For too long I went without getting a sexual health check up – the reasons for this were complex, but had a lot to do with the fear of HIV – despite knowing it was treatable I was trapped in a mindset that couldn’t face finding out. When I did start to getting tested on a regular basis the emotional roller-coaster between the day of the test and the results was intense. This wasn’t helped by the time during the follow up chat with the Sexual Health Advisor he said given the pattern of STIs I had picked up over the previous couple of years it would seem to be a case of when not if I got HIV. Only with access to PREP have I finally been released from that burden of worry.

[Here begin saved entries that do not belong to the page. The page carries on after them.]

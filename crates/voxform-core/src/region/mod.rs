//! Editable regions and the event router.
//!
//! Every addressable part of a live form is a [`Region`]: text fields created
//! by the transformer and image slots that accept click-to-replace. The
//! [`RegionRouter`] owns all of them and dispatches [`RegionEvent`]s with an
//! explicit [`InteractionContext`](crate::context::InteractionContext).

mod field;
mod image_slot;
mod router;

use std::fmt;
use std::time::{Duration, Instant};

use serde::{Deserialize, Serialize};
use uuid::Uuid;

use crate::context::InteractionContext;
use crate::dom::{Document, NodeId};

pub use field::FieldRegion;
pub use image_slot::ImageSlot;
pub use router::RegionRouter;

/// Attribute holding a field region's identifier.
pub const EDITABLE_ID_ATTR: &str = "data-editable-id";
/// Attribute holding the text a field had before conversion.
pub const ORIGINAL_ATTR: &str = "data-original";
/// Attribute holding an image slot's identifier.
pub const IMAGE_ID_ATTR: &str = "data-image-id";
/// Class added to every field region.
pub const EDITABLE_CLASS: &str = "editable";

pub const FOCUS_OUTLINE: &str = "2px solid #00aaff";
pub const FOCUS_BACKGROUND: &str = "#e6f7ff";
pub const LISTENING_BORDER: &str = "2px dashed #ff6b6b";
pub const SUCCESS_BACKGROUND: &str = "#e9ffe9";

/// How long the listening cue stays on a region.
pub const LISTENING_CUE: Duration = Duration::from_secs(3);
/// How long the success flash stays on a region.
pub const SUCCESS_FLASH: Duration = Duration::from_millis(800);

/// Unique region identifier.
#[derive(Debug, Clone, PartialEq, Eq, Hash, PartialOrd, Ord, Serialize, Deserialize)]
#[serde(transparent)]
pub struct RegionId(String);

impl RegionId {
    /// Allocate a fresh `<prefix>-<uuid>` identifier.
    pub fn generate(prefix: &str) -> Self {
        Self(format!("{}-{}", prefix, Uuid::new_v4()))
    }

    pub fn as_str(&self) -> &str {
        &self.0
    }
}

impl fmt::Display for RegionId {
    fn fmt(&self, f: &mut fmt::Formatter<'_>) -> fmt::Result {
        f.write_str(&self.0)
    }
}

impl From<&str> for RegionId {
    fn from(value: &str) -> Self {
        Self(value.to_string())
    }
}

impl From<String> for RegionId {
    fn from(value: String) -> Self {
        Self(value)
    }
}

#[derive(Debug, Clone, Copy, PartialEq, Eq, Serialize, Deserialize)]
#[serde(rename_all = "snake_case")]
pub enum RegionKind {
    Field,
    ImageSlot,
}

#[derive(Debug, Clone, Copy, PartialEq, Eq, Default, Serialize, Deserialize)]
#[serde(rename_all = "lowercase")]
pub enum RegionState {
    #[default]
    Live,
    /// An image was inserted; text edits and voice are ignored.
    Frozen,
}

#[derive(Debug, Clone, Copy, PartialEq, Eq)]
pub enum RegionEvent {
    Focus,
    Blur,
    ActivateVoice,
    AttachImage,
    Click,
}

/// What a region did with an event.
#[derive(Debug, Clone, Copy, PartialEq, Eq, Serialize)]
#[serde(rename_all = "snake_case")]
pub enum EventOutcome {
    Focused,
    Blurred,
    Listening,
    AwaitingImage,
    Ignored,
}

#[derive(Debug, Clone, Copy, PartialEq, Eq)]
pub enum CueKind {
    Listening,
    Success,
}

/// Transient visual cue with an expiry.
#[derive(Debug, Clone, Copy, PartialEq, Eq)]
pub struct Cue {
    pub kind: CueKind,
    pub expires_at: Instant,
}

impl Cue {
    pub fn listening(now: Instant) -> Self {
        Self {
            kind: CueKind::Listening,
            expires_at: now + LISTENING_CUE,
        }
    }

    pub fn success(now: Instant) -> Self {
        Self {
            kind: CueKind::Success,
            expires_at: now + SUCCESS_FLASH,
        }
    }

    pub fn is_active(&self, now: Instant) -> bool {
        now < self.expires_at
    }
}

/// An addressable part of the live form.
pub trait Region: Send + Sync + fmt::Debug {
    fn id(&self) -> &RegionId;

    fn node(&self) -> NodeId;

    fn kind(&self) -> RegionKind;

    fn state(&self) -> RegionState {
        RegionState::Live
    }

    fn is_frozen(&self) -> bool {
        self.state() == RegionState::Frozen
    }

    fn on_focus(&mut self, ctx: &mut InteractionContext) -> EventOutcome;

    fn on_blur(&mut self, ctx: &mut InteractionContext) -> EventOutcome;

    fn on_activate_voice(&mut self, ctx: &mut InteractionContext) -> EventOutcome;

    /// Make this region the target of the next image attachment.
    fn on_attach_image(&mut self, ctx: &mut InteractionContext) -> EventOutcome {
        ctx.request_image(self.id().clone());
        EventOutcome::AwaitingImage
    }

    fn on_click(&mut self, ctx: &mut InteractionContext) -> EventOutcome;

    /// Mark the region as holding an image.
    fn freeze(&mut self) {}

    /// Start a transient cue.
    fn signal(&mut self, _cue: Cue) {}

    /// Render focus and cue styling into a live-view copy of the document.
    fn decorate(&self, _doc: &mut Document, _now: Instant) {}
}

#[cfg(test)]
#[path = "region_tests.rs"]
mod tests;
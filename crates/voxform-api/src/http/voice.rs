//! Voice agent endpoint.

use std::sync::Arc;

use axum::{
    Json,
    extract::{State, rejection::JsonRejection},
};
use serde::Deserialize;
use tracing::debug;
use voxform_protocols::{InterpretError, InterpretRequest};

use crate::agent::AgentReply;
use crate::error::ApiError;
use crate::state::AppState;

#[derive(Debug, Default, Deserialize)]
pub struct VoiceAgentBody {
    #[serde(default)]
    pub prompt: Option<String>,
    #[serde(default)]
    pub transcript: Option<String>,
}

/// `POST /api/voice-agent`
///
/// A body that is absent or not JSON reads as empty and is answered as a
/// missing transcript.
pub async fn voice_agent(
    State(state): State<Arc<AppState>>,
    body: Result<Json<VoiceAgentBody>, JsonRejection>,
) -> Result<Json<AgentReply>, ApiError> {
    state.increment_requests();
    let body = match body {
        Ok(Json(body)) => body,
        Err(rejection) => {
            debug!(reason = %rejection.body_text(), "Unreadable voice agent body");
            VoiceAgentBody::default()
        }
    };
    let transcript = body.transcript.unwrap_or_default();
    let mut request = InterpretRequest::new(transcript);
    request.prompt = body.prompt;

    match state.agent.respond(&request).await {
        Ok(reply) => Ok(Json(reply)),
        Err(InterpretError::MissingTranscript) => Err(ApiError::MissingTranscript),
        Err(e) => Err(ApiError::Internal(e.to_string())),
    }
}
//! Form session handlers.

use std::sync::Arc;

use axum::{
    Json,
    body::Bytes,
    extract::{Path, Query, State},
    http::{HeaderMap, StatusCode, header},
    response::{Html, IntoResponse, Response},
};
use serde::{Deserialize, Serialize};
use tracing::{debug, info};
use voxform_core::{
    AttachOutcome, EventOutcome, FormSession, FormSummary, ImageFile, RegionEvent, RegionId,
    VoiceOutcome, interpret_with_fallback,
};
use voxform_export::ExportFormat;

use crate::error::ApiError;
use crate::state::AppState;

const DEFAULT_FORM_NAME: &str = "form.html";

// ============================================================================
// Request / response bodies
// ============================================================================

#[derive(Debug, Deserialize)]
pub struct NameQuery {
    #[serde(default)]
    pub name: Option<String>,
}

#[derive(Debug, Deserialize)]
pub struct TextBody {
    pub text: String,
}

#[derive(Debug, Deserialize)]
pub struct TranscriptBody {
    pub transcript: String,
    #[serde(default)]
    pub prompt: Option<String>,
}

#[derive(Debug, Deserialize)]
pub struct RecognitionErrorBody {
    pub error: String,
}

#[derive(Debug, Clone, Serialize)]
pub struct EventReply {
    pub region: RegionId,
    pub outcome: EventOutcome,
}

#[derive(Debug, Clone, Serialize)]
pub struct TextReply {
    pub region: RegionId,
    pub text: String,
}

#[derive(Debug, Clone, Serialize)]
pub struct AttachReply {
    /// `replaced`, `inserted` or `ignored`.
    pub outcome: &'static str,
    #[serde(skip_serializing_if = "Option::is_none")]
    pub region: Option<RegionId>,
}

impl From<AttachOutcome> for AttachReply {
    fn from(outcome: AttachOutcome) -> Self {
        match outcome {
            AttachOutcome::Replaced(id) => Self {
                outcome: "replaced",
                region: Some(id),
            },
            AttachOutcome::Inserted(id) => Self {
                outcome: "inserted",
                region: Some(id),
            },
            AttachOutcome::Ignored => Self {
                outcome: "ignored",
                region: None,
            },
        }
    }
}

// ============================================================================
// Session lifecycle
// ============================================================================

/// `POST /form?name=<file>` with the markup as body. Replaces any loaded form.
pub async fn upload_form(
    State(state): State<Arc<AppState>>,
    Query(query): Query<NameQuery>,
    body: String,
) -> Result<Json<FormSummary>, ApiError> {
    state.increment_requests();
    let name = query
        .name
        .filter(|name| !name.trim().is_empty())
        .unwrap_or_else(|| DEFAULT_FORM_NAME.to_string());

    let session = FormSession::load(name, &body, state.session_options())?;
    let summary = session.summary();
    let mut slot = state.slot().await;
    if let Some(previous) = slot.replace(session) {
        info!(file = %previous.file_name(), "Replacing loaded form");
    }
    Ok(Json(summary))
}

/// `GET /form`: the form as currently displayed.
pub async fn live_view(State(state): State<Arc<AppState>>) -> Result<Html<String>, ApiError> {
    state
        .with_session(|session| Ok(Html(session.live_view()?)))
        .await
}

/// `GET /form/regions`
pub async fn regions(State(state): State<Arc<AppState>>) -> Result<Json<FormSummary>, ApiError> {
    state.with_session(|session| Ok(Json(session.summary()))).await
}

// ============================================================================
// Region interaction
// ============================================================================

async fn dispatch(state: &AppState, id: String, event: RegionEvent) -> Result<Json<EventReply>, ApiError> {
    let region = RegionId::from(id);
    let outcome = state
        .with_session(|session| Ok(session.dispatch(&region, event)?))
        .await?;
    debug!(region = %region, ?event, ?outcome, "Region event");
    Ok(Json(EventReply { region, outcome }))
}

/// `POST /form/regions/{id}/focus`
pub async fn focus(State(state): State<Arc<AppState>>, Path(id): Path<String>) -> Result<Json<EventReply>, ApiError> {
    dispatch(&state, id, RegionEvent::Focus).await
}

/// `POST /form/regions/{id}/blur`
pub async fn blur(State(state): State<Arc<AppState>>, Path(id): Path<String>) -> Result<Json<EventReply>, ApiError> {
    dispatch(&state, id, RegionEvent::Blur).await
}

/// `POST /form/regions/{id}/click`
pub async fn click(State(state): State<Arc<AppState>>, Path(id): Path<String>) -> Result<Json<EventReply>, ApiError> {
    dispatch(&state, id, RegionEvent::Click).await
}

/// `POST /form/regions/{id}/voice`: start listening for that region.
pub async fn activate_voice(
    State(state): State<Arc<AppState>>,
    Path(id): Path<String>,
) -> Result<Json<EventReply>, ApiError> {
    dispatch(&state, id, RegionEvent::ActivateVoice).await
}

/// `PUT /form/regions/{id}/text`
pub async fn set_text(
    State(state): State<Arc<AppState>>,
    Path(id): Path<String>,
    Json(body): Json<TextBody>,
) -> Result<Json<TextReply>, ApiError> {
    let region = RegionId::from(id);
    let text = state
        .with_session(|session| {
            session.set_text(&region, &body.text)?;
            Ok(session.text(&region).unwrap_or_default())
        })
        .await?;
    Ok(Json(TextReply { region, text }))
}

// ============================================================================
// Voice
// ============================================================================

/// `POST /form/voice/transcript`
///
/// The session lock is released while the agent interprets the transcript.
pub async fn voice_transcript(
    State(state): State<Arc<AppState>>,
    Json(body): Json<TranscriptBody>,
) -> Result<Json<VoiceOutcome>, ApiError> {
    state.increment_requests();
    let (pending, mut request) = state
        .with_session(|session| {
            let pending = session
                .finalize_transcript(&body.transcript)
                .ok_or(ApiError::NotListening)?;
            let request = session.voice_request(&pending);
            Ok((pending, request))
        })
        .await?;
    if let Some(prompt) = body.prompt.filter(|prompt| !prompt.is_empty()) {
        request.prompt = Some(prompt);
    }

    // Interpret and apply always run to completion, even when the caller
    // goes away, so the interpreter never stays busy.
    let task_state = state.clone();
    let task = tokio::spawn(async move {
        let instruction = interpret_with_fallback(task_state.agent.as_ref(), request).await;
        task_state
            .with_session(|session| Ok(session.apply_instruction(pending, instruction)))
            .await
    });
    let outcome = task
        .await
        .map_err(|e| ApiError::Internal(format!("Voice task failed: {}", e)))??;
    Ok(Json(outcome))
}

/// `POST /form/voice/error`: the recognizer gave up.
pub async fn voice_error(
    State(state): State<Arc<AppState>>,
    Json(body): Json<RecognitionErrorBody>,
) -> Result<StatusCode, ApiError> {
    state
        .with_session(|session| {
            session.recognition_failed(&body.error);
            Ok(StatusCode::NO_CONTENT)
        })
        .await
}

// ============================================================================
// Images
// ============================================================================

/// `POST /form/regions/{id}/image?name=<file>` with the image bytes as body.
pub async fn attach_image(
    State(state): State<Arc<AppState>>,
    Path(id): Path<String>,
    Query(query): Query<NameQuery>,
    headers: HeaderMap,
    body: Bytes,
) -> Result<Json<AttachReply>, ApiError> {
    let region = RegionId::from(id);
    let mut file = ImageFile::new(query.name.unwrap_or_default(), body.to_vec());
    if let Some(content_type) = headers
        .get(header::CONTENT_TYPE)
        .and_then(|value| value.to_str().ok())
        .filter(|value| value.starts_with("image/"))
    {
        file = file.with_content_type(content_type);
    }

    let outcome = state
        .with_session(|session| Ok(session.attach_image(&region, &file)?))
        .await?;
    Ok(Json(outcome.into()))
}

// ============================================================================
// Export
// ============================================================================

/// `GET /form/export/{format}`
pub async fn export(State(state): State<Arc<AppState>>, Path(format): Path<String>) -> Result<Response, ApiError> {
    let format: ExportFormat = format.parse()?;
    let artifact = state
        .with_session(|session| Ok(voxform_export::export(session, format)?))
        .await?;

    Ok((
        [
            (header::CONTENT_TYPE, artifact.content_type().to_string()),
            (header::CONTENT_DISPOSITION, artifact.content_disposition()),
        ],
        artifact.bytes,
    )
        .into_response())
}
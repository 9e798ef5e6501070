//! # Voxform Config
//!
//! Configuration management for the Voxform form filler.

mod error;
mod loader;
mod schema;
mod validator;

pub use error::ConfigError;
pub use loader::ConfigLoader;
pub use schema::*;
pub use validator::{ConfigValidator, ValidationError, ValidationResult, ValidationWarning};
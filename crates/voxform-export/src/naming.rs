//! Download names for exported artifacts.

const DEFAULT_STEM: &str = "form";

/// Extensions that are replaced rather than kept (`.htm`, `.html`, `.xhtm`, `.xhtml`).
const MARKUP_EXTENSIONS: [&str; 4] = [".xhtml", ".xhtm", ".html", ".htm"];

/// `order.html` -> `order_filled.xlsx`; an empty name becomes `form_filled.<ext>`.
pub fn export_file_name(upload: &str, extension: &str) -> String {
    let upload = upload.trim();
    let stem = MARKUP_EXTENSIONS
        .iter()
        .find_map(|suffix| upload.strip_suffix(suffix))
        .unwrap_or(upload);
    let stem = if stem.is_empty() { DEFAULT_STEM } else { stem };
    format!("{}_filled.{}", stem, extension)
}
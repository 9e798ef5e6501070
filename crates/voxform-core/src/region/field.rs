use std::time::Instant;

use tracing::debug;

use super::{
    Cue, CueKind, EventOutcome, FOCUS_BACKGROUND, FOCUS_OUTLINE, LISTENING_BORDER, Region,
    RegionId, RegionKind, RegionState, SUCCESS_BACKGROUND,
};
use crate::context::InteractionContext;
use crate::dom::{Document, NodeId};

/// A text region created by the transformer.
#[derive(Debug, Clone)]
pub struct FieldRegion {
    id: RegionId,
    node: NodeId,
    original: String,
    state: RegionState,
    focused: bool,
    cue: Option<Cue>,
}

impl FieldRegion {
    pub fn new(id: RegionId, node: NodeId, original: impl Into<String>) -> Self {
        Self {
            id,
            node,
            original: original.into(),
            state: RegionState::Live,
            focused: false,
            cue: None,
        }
    }

    pub fn with_state(mut self, state: RegionState) -> Self {
        self.state = state;
        self
    }

    /// Text the node held before conversion.
    pub fn original(&self) -> &str {
        &self.original
    }

    pub fn is_focused(&self) -> bool {
        self.focused
    }

    pub fn cue(&self) -> Option<Cue> {
        self.cue
    }
}

impl Region for FieldRegion {
    fn id(&self) -> &RegionId {
        &self.id
    }

    fn node(&self) -> NodeId {
        self.node
    }

    fn kind(&self) -> RegionKind {
        RegionKind::Field
    }

    fn state(&self) -> RegionState {
        self.state
    }

    fn on_focus(&mut self, ctx: &mut InteractionContext) -> EventOutcome {
        self.focused = true;
        ctx.set_focused(Some(self.id.clone()));
        EventOutcome::Focused
    }

    fn on_blur(&mut self, ctx: &mut InteractionContext) -> EventOutcome {
        self.focused = false;
        if ctx.focused() == Some(&self.id) {
            ctx.set_focused(None);
        }
        EventOutcome::Blurred
    }

    fn on_activate_voice(&mut self, ctx: &mut InteractionContext) -> EventOutcome {
        if self.is_frozen() {
            debug!(region = %self.id, "Voice ignored on frozen region");
            return EventOutcome::Ignored;
        }
        if !ctx.voice.listen(self.id.clone()) {
            return EventOutcome::Ignored;
        }
        self.cue = Some(Cue::listening(Instant::now()));
        EventOutcome::Listening
    }

    fn on_click(&mut self, ctx: &mut InteractionContext) -> EventOutcome {
        if self.is_frozen() {
            return self.on_attach_image(ctx);
        }
        self.on_focus(ctx)
    }

    fn freeze(&mut self) {
        self.state = RegionState::Frozen;
        self.cue = None;
    }

    fn signal(&mut self, cue: Cue) {
        self.cue = Some(cue);
    }

    fn decorate(&self, doc: &mut Document, now: Instant) {
        let cue = self.cue.filter(|cue| cue.is_active(now));
        if !self.focused && cue.is_none() {
            return;
        }
        doc.update_style(self.node, |style| {
            if self.focused {
                style.set("outline", FOCUS_OUTLINE);
                style.set("background-color", FOCUS_BACKGROUND);
            }
            match cue.map(|cue| cue.kind) {
                Some(CueKind::Listening) => style.set("border", LISTENING_BORDER),
                Some(CueKind::Success) => style.set("background-color", SUCCESS_BACKGROUND),
                None => {}
            }
        });
    }
}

The way the HIV changed the landscape and attitudes to other STIs is so complex, Ina notes that for many “other STIs didn’t seem to be as big a deal compared to HIV. What was a little syphilis in the grand scheme of things?” (p294) and therefore once HIV is managed, by treatment or treatment as prevention, then the regime of regular testing and occasional treatment for other STIs can become a part of normal life. But this leaves health professionals like Ina nervous about the rise of antibiotic resistant infections and other complications so there is a strong advocacy for condom use within the book which I understand but it does not connect with me personally.
So maybe I don’t agree with everything that Ina Parks says or suggests – but I agree with most of it, and that is not really the point – the real value is opening the conversation, that is the thing that will make the positive change.